WHAT YOU WILL DO | Look below for the lines from the one with "split_selectors(prelude, start.byte_index(), &comma_offsets);" to the one with "for offset in", and copy exactly those lines, both ends included.

DATA PROVIDED |
------------------------------

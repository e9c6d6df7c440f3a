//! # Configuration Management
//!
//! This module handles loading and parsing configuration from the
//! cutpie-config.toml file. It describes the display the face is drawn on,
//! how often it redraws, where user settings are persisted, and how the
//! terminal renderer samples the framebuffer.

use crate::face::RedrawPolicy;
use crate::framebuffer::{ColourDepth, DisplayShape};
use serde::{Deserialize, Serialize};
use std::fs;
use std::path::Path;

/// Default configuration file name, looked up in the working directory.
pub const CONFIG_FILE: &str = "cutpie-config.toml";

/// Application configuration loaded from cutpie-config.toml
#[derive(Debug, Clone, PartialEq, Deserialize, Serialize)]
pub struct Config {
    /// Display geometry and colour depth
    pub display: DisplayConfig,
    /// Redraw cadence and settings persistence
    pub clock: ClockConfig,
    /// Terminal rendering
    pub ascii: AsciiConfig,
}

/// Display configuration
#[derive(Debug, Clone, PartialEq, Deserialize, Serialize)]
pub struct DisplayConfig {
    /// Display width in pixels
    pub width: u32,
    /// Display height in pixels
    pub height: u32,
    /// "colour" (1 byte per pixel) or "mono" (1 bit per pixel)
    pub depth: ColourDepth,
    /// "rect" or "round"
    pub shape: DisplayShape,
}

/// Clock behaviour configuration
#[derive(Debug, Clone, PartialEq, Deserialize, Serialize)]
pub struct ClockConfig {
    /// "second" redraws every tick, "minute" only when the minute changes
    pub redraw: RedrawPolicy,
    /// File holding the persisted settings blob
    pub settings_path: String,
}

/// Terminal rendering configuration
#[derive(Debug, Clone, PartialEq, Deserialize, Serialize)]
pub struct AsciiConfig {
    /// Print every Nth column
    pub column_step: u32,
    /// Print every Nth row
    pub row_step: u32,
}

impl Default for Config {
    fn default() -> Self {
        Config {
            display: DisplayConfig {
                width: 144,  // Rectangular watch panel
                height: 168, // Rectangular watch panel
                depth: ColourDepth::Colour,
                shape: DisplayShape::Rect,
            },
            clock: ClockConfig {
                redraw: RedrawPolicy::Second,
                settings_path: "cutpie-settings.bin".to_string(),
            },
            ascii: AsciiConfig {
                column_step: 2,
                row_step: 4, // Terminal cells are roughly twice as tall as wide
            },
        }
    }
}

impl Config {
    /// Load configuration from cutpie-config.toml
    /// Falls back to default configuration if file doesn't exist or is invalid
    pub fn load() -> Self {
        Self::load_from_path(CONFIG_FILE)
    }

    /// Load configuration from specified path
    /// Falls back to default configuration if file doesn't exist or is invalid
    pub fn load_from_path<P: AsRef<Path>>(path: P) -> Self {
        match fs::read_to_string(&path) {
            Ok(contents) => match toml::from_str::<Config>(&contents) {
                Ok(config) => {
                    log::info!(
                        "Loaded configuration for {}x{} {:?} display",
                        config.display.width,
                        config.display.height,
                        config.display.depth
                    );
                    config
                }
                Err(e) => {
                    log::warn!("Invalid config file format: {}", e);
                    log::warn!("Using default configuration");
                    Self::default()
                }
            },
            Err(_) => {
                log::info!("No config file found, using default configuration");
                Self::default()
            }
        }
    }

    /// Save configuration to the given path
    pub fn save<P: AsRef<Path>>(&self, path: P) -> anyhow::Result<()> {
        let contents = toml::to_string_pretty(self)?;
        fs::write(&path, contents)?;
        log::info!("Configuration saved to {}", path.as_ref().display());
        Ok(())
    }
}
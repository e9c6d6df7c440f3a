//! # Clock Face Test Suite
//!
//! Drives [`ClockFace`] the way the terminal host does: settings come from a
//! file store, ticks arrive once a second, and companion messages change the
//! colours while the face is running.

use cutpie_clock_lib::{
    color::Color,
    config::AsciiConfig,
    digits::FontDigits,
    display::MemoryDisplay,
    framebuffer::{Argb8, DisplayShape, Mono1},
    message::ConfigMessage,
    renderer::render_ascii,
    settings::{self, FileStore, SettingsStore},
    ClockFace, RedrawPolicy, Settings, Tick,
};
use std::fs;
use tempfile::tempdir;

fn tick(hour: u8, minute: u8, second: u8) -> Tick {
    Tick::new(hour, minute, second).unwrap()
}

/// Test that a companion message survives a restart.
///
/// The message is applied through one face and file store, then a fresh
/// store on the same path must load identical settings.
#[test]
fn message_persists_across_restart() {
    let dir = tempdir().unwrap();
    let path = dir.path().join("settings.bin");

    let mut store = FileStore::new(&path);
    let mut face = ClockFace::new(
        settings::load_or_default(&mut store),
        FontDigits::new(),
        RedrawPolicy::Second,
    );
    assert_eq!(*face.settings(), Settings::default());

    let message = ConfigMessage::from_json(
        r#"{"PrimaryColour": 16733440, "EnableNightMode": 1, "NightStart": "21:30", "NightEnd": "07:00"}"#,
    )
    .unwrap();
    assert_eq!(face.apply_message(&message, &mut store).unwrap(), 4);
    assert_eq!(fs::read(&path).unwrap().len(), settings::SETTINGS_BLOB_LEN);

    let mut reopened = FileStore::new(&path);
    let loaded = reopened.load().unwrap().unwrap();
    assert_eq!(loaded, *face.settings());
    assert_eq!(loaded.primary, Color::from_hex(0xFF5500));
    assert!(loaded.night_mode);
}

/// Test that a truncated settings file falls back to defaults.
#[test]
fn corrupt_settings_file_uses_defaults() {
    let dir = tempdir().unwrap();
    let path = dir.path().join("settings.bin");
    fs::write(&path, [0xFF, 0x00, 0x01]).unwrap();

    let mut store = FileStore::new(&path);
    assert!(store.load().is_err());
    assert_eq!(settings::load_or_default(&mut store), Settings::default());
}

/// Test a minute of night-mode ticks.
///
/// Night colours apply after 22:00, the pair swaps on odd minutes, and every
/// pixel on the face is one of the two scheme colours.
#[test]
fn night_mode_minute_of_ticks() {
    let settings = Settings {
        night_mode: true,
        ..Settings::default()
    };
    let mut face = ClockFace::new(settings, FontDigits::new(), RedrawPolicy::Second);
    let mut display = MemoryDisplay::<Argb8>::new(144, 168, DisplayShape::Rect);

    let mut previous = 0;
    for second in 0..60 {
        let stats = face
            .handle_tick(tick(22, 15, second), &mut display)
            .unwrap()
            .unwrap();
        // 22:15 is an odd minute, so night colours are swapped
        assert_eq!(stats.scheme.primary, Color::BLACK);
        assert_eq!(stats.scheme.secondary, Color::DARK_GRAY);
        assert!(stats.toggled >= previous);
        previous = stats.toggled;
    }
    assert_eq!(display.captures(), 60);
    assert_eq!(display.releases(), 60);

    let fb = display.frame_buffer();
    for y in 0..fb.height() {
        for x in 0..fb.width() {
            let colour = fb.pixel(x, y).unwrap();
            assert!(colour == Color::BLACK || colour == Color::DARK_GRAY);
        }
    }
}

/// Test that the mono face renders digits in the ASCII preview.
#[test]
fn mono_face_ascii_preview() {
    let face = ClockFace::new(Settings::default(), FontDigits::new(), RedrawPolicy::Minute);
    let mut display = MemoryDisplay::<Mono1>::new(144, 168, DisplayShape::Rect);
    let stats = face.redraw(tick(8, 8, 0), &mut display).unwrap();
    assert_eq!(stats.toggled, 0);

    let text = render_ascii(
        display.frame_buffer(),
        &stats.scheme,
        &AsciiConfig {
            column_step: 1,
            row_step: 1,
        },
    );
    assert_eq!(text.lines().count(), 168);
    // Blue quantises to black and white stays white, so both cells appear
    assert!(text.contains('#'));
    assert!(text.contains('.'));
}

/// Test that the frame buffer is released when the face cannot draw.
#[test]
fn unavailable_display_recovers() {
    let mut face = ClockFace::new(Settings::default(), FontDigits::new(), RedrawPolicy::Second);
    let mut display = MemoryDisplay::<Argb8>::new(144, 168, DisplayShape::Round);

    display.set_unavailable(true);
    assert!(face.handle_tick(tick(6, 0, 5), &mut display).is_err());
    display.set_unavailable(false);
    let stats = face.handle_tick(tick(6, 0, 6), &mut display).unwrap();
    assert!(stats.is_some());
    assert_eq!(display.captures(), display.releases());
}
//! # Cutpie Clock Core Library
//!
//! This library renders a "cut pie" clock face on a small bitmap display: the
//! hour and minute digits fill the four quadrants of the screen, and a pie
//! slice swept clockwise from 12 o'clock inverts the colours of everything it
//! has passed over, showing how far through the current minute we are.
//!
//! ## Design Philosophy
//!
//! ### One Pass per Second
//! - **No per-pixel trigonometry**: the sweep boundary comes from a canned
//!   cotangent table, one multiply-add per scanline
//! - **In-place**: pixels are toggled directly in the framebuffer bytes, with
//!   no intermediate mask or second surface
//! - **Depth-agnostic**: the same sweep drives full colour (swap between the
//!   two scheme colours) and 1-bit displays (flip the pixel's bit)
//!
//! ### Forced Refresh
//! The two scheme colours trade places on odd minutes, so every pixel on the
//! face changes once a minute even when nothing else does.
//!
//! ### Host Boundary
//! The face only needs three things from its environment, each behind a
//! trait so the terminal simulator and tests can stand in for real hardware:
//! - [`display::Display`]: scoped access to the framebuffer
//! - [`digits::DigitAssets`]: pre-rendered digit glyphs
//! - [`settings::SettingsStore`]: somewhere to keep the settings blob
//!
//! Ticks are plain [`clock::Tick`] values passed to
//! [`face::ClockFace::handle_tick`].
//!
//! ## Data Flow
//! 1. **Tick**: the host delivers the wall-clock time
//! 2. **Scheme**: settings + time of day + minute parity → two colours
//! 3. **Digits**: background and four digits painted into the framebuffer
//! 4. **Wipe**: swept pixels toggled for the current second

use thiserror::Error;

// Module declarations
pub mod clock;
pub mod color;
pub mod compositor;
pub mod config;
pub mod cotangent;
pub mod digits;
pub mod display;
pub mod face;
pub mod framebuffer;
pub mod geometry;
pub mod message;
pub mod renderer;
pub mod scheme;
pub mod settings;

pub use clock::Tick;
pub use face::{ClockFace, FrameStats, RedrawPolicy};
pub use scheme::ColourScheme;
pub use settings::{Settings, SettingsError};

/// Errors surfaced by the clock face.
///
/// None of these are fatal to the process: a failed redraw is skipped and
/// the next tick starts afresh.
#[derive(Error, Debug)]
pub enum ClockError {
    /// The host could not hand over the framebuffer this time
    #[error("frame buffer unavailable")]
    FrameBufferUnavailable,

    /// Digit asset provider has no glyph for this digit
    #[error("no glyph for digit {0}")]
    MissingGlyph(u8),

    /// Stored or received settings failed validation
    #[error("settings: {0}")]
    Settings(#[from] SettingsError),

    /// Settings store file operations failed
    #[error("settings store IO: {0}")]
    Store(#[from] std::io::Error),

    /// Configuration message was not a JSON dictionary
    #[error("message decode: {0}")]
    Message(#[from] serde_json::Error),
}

------------------------------

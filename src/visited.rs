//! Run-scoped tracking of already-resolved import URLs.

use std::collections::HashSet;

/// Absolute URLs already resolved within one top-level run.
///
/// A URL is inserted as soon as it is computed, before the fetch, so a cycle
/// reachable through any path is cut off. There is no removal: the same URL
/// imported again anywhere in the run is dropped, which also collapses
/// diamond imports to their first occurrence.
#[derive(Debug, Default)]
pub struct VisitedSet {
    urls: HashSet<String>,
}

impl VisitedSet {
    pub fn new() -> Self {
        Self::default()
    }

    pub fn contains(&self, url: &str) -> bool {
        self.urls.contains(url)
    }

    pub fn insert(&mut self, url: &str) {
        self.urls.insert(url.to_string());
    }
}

------------------------------

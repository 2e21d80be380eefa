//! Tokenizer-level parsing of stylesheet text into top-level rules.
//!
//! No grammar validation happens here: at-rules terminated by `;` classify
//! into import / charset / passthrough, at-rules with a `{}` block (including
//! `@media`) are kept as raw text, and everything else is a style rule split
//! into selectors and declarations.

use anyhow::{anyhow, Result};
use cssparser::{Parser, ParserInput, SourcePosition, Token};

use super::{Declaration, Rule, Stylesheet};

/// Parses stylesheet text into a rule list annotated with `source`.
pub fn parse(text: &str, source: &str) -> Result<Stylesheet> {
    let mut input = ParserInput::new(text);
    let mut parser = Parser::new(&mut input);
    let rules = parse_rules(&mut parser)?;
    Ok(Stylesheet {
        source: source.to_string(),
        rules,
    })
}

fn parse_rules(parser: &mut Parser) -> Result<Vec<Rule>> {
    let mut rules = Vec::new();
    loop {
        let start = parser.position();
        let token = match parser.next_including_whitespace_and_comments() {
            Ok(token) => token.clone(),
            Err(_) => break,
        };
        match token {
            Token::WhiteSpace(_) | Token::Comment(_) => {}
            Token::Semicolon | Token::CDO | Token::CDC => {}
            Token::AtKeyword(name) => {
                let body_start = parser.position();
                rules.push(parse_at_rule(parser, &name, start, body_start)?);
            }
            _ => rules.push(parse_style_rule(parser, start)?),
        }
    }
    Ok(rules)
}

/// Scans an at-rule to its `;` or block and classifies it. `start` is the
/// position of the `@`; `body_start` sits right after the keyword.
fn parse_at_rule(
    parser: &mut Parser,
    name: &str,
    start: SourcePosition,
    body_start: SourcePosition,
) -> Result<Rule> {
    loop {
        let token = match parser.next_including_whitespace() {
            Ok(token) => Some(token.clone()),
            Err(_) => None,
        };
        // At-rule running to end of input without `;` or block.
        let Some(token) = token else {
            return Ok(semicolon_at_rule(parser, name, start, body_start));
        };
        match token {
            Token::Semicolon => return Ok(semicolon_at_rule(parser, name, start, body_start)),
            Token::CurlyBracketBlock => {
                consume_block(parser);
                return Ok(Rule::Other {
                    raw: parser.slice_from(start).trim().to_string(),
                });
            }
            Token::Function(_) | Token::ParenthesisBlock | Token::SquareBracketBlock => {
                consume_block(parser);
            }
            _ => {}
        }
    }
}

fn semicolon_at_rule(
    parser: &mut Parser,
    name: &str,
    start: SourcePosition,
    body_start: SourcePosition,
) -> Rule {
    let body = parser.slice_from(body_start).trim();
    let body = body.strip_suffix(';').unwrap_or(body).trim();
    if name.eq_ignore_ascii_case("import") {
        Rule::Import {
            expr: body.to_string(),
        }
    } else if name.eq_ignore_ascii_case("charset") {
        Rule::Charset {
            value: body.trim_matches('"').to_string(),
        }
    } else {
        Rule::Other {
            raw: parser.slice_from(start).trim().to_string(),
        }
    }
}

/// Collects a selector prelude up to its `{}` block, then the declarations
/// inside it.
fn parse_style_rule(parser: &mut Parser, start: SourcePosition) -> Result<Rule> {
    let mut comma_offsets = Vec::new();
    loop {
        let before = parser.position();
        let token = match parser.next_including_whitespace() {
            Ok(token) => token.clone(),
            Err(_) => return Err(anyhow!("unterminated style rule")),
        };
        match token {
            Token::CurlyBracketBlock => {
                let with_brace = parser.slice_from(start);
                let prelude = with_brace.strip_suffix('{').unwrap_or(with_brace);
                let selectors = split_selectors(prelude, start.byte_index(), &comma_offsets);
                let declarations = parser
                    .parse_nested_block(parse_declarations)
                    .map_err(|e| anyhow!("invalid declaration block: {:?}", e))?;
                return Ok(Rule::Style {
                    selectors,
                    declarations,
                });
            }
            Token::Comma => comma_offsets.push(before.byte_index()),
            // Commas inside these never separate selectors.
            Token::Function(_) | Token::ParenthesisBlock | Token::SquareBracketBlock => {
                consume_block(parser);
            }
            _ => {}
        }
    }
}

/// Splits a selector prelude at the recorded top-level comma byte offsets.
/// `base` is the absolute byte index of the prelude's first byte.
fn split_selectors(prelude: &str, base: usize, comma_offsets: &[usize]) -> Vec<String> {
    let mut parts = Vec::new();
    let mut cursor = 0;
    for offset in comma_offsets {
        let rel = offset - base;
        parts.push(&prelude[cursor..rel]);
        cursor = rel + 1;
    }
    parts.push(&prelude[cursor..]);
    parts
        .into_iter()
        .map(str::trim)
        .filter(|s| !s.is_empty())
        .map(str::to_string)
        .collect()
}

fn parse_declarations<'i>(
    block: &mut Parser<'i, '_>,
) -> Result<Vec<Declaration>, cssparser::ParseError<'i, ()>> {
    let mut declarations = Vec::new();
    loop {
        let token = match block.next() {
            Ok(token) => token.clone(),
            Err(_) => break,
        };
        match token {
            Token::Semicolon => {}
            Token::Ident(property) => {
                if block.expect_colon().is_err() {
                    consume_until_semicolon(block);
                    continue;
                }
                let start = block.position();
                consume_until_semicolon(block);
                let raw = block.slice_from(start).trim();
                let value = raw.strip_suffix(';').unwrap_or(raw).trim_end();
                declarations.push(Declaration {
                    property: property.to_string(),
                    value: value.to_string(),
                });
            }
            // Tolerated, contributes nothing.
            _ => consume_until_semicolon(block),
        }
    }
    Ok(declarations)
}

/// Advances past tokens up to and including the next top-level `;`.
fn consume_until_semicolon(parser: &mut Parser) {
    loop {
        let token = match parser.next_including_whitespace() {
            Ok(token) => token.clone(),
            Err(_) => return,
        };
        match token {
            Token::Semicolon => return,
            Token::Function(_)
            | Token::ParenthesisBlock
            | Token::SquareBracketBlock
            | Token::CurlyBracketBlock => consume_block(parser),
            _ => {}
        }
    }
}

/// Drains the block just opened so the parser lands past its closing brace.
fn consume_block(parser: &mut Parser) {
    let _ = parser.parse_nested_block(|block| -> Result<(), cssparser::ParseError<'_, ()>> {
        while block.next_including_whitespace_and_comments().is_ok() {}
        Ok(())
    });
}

------------------------------

TASK RESPONSE |
                let selectors = split_selectors(prelude, start.byte_index(), &comma_offsets);
                let declarations = parser
                    .parse_nested_block(parse_declarations)
                    .map_err(|e| anyhow!("invalid declaration block: {:?}", e))?;
                return Ok(Rule::Style {
                    selectors,
                    declarations,
                });
            }
            Token::Comma => comma_offsets.push(before.byte_index()),
            // Commas inside these never separate selectors.
            Token::Function(_) | Token::ParenthesisBlock | Token::SquareBracketBlock => {
                consume_block(parser);
            }
            _ => {}
        }
    }
}

/// Splits a selector prelude at the recorded top-level comma byte offsets.
/// `base` is the absolute byte index of the prelude's first byte.
fn split_selectors(prelude: &str, base: usize, comma_offsets: &[usize]) -> Vec<String> {
    let mut parts = Vec::new();
    let mut cursor = 0;
    for offset in comma_offsets {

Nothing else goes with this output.